Outra das especificidades aterradoras do extermínio em massa, justamente destacada por Goldhagen, refere-se à natureza da inimizade que lhe é inerente: “Que alguém pudesse querer matar uma pessoa que conhece, um inimigo confesso, (...) é algo que a maior parte das pessoas pode compreender” (p. 85). O inimigo que subjaz ao eliminacionismo não é, de facto, um mero inimigo privado com o qual se tem uma contenda. A contenda, bem como a inimizade, é, neste caso, pública (de raiz sociológica, mesmo), porque impele todos os membros de uma determinada comunidade a ver os exterminados como inimigos seus porque o são também dos demais e, ao mesmo tempo, tornam essa inimizade um dos factores de relação mais importantes entre os membros dessa mesma comunidade.
“A Pior das Guerras” é uma continuação do estudo de Daniel Jonah Goldhagen sobre os extermínios em massa e a violência do século XX iniciado em “Os Carrascos Voluntários de Hitler”, abordando agora um âmbito muito mais lato que as políticas eliminacionistas do Holocausto, da África do Sul à Ex-Jugoslávia, do Camboja à Guatemala, chamando ao texto o resultado de uma pesquisa documental imponente e expondo essa característica comum a todo o terror eliminacionista: expressar – explorar – um processo psicológico que, de tão básico, é fácil de encontrar, embora com outras gradações, na própria essência humana. Nisto, como em tantos outras coisas, devemos aprender a desconfiar de muitos dos nossos sentimentos e paixões, lutando contra o seu exacerbamento, mantendo presos, enfim, os demónios que, de uma ou outra forma, existem dentro de nós.

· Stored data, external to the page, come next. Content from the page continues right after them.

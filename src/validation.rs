/// Request body validation helpers
///
/// Reads typed fields out of a JSON object while collecting every field-level problem,
/// so a single 400 response can report all of them at once.

use serde::{Deserialize, Serialize};
use serde_json::{Map, Value};
use std::str::FromStr;

/// A single field-level validation failure
#[derive(Debug, Clone, PartialEq, Eq, Serialize, Deserialize)]
pub struct FieldError {
    /// Path to the offending field; empty when the body itself is malformed
    pub path: Vec<String>,
    /// Human-readable description of the problem
    pub message: String,
}

impl FieldError {
    pub fn new(field: &str, message: impl Into<String>) -> Self {
        Self {
            path: vec![field.to_string()],
            message: message.into(),
        }
    }

    /// Error about the request body as a whole
    pub fn body(message: impl Into<String>) -> Self {
        Self {
            path: Vec::new(),
            message: message.into(),
        }
    }
}

/// Collects typed fields from a JSON object, accumulating errors
///
/// Unknown keys are ignored, matching how the insert schemas strip extra input.
pub struct FieldReader<'a> {
    object: &'a Map<String, Value>,
    errors: Vec<FieldError>,
}

impl<'a> FieldReader<'a> {
    /// Start reading from a request body, which must be a JSON object
    pub fn new(body: &'a Value) -> Result<Self, Vec<FieldError>> {
        match body.as_object() {
            Some(object) => Ok(Self {
                object,
                errors: Vec::new(),
            }),
            None => Err(vec![FieldError::body("Expected object")]),
        }
    }

    /// Required, non-empty string field
    pub fn required_text(&mut self, field: &str) -> Option<String> {
        self.read_string(field, true, true)
    }

    /// Required string field that may be empty
    pub fn required_string(&mut self, field: &str) -> Option<String> {
        self.read_string(field, true, false)
    }

    /// Optional string field which, when present, must be non-empty
    pub fn optional_text(&mut self, field: &str) -> Option<String> {
        self.read_string(field, false, true)
    }

    /// Optional string field that may be empty
    pub fn optional_string(&mut self, field: &str) -> Option<String> {
        self.read_string(field, false, false)
    }

    /// Optional string field that also accepts an explicit `null`
    ///
    /// Returns `None` when absent, `Some(None)` for null and `Some(Some(..))` otherwise.
    pub fn nullable_string(&mut self, field: &str) -> Option<Option<String>> {
        match self.object.get(field)? {
            Value::Null => Some(None),
            Value::String(value) => Some(Some(value.clone())),
            _ => {
                self.errors.push(FieldError::new(field, "Expected string"));
                None
            }
        }
    }

    /// Optional enumerated field parsed through `FromStr`
    pub fn optional_enum<T: FromStr>(&mut self, field: &str, expected: &[&str]) -> Option<T> {
        let value = self.object.get(field)?;
        let parsed = value.as_str().and_then(|raw| raw.parse::<T>().ok());
        if parsed.is_none() {
            let options = expected
                .iter()
                .map(|option| format!("'{}'", option))
                .collect::<Vec<_>>()
                .join(" | ");
            self.errors.push(FieldError::new(
                field,
                format!("Invalid enum value. Expected {}", options),
            ));
        }
        parsed
    }

    /// Finish reading, returning the built value or every collected error
    pub fn finish<T>(self, value: impl FnOnce() -> Option<T>) -> Result<T, Vec<FieldError>> {
        if !self.errors.is_empty() {
            return Err(self.errors);
        }
        value().ok_or_else(|| vec![FieldError::body("Invalid request body")])
    }

    fn read_string(&mut self, field: &str, required: bool, non_empty: bool) -> Option<String> {
        match self.object.get(field) {
            None if required => {
                self.errors.push(FieldError::new(field, "Required"));
                None
            }
            None => None,
            Some(Value::String(value)) => {
                if non_empty && value.trim().is_empty() {
                    self.errors.push(FieldError::new(field, "Must not be empty"));
                    None
                } else {
                    Some(value.clone())
                }
            }
            Some(Value::Null) if required => {
                self.errors.push(FieldError::new(field, "Required"));
                None
            }
            Some(_) => {
                self.errors.push(FieldError::new(field, "Expected string"));
                None
            }
        }
    }
}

Numa vertente menos positiva, este livro não deixa de ser permeável a certas críticas, curiosamente coincidentes com aquelas já presentes em alguns dos textos sobre “Os Carrascos Voluntários de Hitler”, como, por exemplo, Omer Bartov que num artigo publicado na New Republic em Abril de 1996 acusou Goldhagen de fazer uma interpretação descontextualizada do Holocausto e de falhar a abordagem à questão essencial a este propósito: “o que é que faz do Holocausto um acontecimento absolutamente sem precedentes na história humana?”. No caso deste livro, no meio de tanto suporte documental e de tanto detalhe estatístico – tudo entrelaçado numa trama narrativa desenhada pelo autor –, cada um dos extermínios em causa acaba por surgir com um certo nível de descontextualização. Por outro lado, se o extermínio em massa não é uma novidade do século XX, falta neste livro uma ligação com a história anterior. Se, pelo contrário, o autor entende que estes extermínios em massa revelam um terror absolutamente inédito, o entricheiramento quase completo desta obra no século XX prejudica em muito a possibilidade de comunicar essa ideia ao leitor.
No cômputo geral, esta obra pode ser comparada a um mosaico: quanto mais nos aproximamos dos detalhes, mais a construção total vai perdendo clareza.